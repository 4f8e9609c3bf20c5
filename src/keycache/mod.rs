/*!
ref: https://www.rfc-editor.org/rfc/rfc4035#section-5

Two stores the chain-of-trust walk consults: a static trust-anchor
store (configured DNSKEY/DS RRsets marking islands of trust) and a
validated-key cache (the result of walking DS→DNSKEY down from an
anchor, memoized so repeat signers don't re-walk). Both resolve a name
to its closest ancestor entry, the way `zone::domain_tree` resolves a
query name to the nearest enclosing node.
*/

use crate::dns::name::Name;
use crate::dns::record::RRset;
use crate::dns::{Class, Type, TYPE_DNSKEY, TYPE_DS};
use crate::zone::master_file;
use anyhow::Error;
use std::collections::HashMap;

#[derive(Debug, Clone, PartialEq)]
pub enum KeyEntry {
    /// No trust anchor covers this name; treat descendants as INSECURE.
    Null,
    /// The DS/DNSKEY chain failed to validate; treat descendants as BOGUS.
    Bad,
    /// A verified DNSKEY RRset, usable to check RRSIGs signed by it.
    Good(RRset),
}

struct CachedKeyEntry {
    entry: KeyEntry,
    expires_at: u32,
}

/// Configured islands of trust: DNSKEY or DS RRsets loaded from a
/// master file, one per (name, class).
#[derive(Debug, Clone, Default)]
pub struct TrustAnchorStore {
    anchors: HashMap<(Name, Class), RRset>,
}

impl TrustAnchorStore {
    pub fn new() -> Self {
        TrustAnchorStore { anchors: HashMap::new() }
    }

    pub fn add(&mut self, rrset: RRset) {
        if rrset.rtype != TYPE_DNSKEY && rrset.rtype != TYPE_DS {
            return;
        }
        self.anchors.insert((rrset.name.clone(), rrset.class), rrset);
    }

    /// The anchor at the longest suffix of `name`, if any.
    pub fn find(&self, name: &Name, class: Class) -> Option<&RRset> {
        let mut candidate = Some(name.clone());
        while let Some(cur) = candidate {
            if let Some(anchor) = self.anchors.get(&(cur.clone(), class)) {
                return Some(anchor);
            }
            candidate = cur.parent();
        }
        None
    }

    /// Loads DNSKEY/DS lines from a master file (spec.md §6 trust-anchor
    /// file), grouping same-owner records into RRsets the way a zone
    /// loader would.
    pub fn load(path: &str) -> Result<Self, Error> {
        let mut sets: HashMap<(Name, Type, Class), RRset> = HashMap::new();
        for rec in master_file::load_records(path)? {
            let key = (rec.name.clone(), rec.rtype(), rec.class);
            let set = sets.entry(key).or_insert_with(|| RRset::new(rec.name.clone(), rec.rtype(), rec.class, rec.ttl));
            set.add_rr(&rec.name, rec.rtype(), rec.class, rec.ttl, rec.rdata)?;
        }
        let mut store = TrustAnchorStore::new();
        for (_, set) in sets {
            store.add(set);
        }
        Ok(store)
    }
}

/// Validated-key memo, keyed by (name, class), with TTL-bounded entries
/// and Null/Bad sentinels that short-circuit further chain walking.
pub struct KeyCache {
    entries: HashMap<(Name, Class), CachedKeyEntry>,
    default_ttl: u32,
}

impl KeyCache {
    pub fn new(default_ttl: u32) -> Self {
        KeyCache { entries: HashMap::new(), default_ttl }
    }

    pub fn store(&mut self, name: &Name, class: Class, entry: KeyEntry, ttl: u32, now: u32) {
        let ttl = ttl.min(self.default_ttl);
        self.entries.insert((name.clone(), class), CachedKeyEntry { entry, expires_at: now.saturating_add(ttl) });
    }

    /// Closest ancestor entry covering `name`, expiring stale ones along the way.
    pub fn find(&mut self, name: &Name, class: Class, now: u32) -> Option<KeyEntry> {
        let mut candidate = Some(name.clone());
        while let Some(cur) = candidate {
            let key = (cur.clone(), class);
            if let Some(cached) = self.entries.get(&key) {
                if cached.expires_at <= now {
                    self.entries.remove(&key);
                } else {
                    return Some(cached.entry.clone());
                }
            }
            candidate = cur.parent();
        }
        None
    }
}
* * *
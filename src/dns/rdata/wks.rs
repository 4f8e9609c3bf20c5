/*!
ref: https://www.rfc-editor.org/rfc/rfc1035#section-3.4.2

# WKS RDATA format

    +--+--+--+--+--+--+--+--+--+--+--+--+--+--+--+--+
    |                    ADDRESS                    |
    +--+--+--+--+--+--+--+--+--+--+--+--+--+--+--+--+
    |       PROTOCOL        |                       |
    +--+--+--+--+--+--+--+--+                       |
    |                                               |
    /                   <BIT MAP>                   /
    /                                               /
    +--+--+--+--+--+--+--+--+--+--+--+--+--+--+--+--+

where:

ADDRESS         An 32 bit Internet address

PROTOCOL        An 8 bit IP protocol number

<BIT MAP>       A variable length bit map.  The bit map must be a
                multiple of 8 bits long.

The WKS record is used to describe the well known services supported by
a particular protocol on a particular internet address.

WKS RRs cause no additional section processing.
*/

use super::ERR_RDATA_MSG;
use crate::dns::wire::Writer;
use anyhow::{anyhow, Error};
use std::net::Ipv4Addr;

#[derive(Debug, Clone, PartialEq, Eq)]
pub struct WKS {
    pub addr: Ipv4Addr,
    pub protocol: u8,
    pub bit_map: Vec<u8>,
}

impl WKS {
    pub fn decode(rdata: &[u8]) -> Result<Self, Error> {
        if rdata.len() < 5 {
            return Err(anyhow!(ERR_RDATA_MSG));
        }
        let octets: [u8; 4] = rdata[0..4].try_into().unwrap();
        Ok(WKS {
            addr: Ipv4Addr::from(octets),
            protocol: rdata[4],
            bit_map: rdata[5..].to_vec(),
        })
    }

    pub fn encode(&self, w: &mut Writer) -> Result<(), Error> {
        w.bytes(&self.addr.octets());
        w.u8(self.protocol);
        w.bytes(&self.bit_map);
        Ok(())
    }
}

**EXERCISE DESCRIPTION**
Each line holding "Option" in the records should be copied out.

**RESULT BELOW**
    pub fn find(&self, name: &Name, class: Class) -> Option<&RRset> {
    pub fn find(&mut self, name: &Name, class: Class, now: u32) -> Option<KeyEntry> {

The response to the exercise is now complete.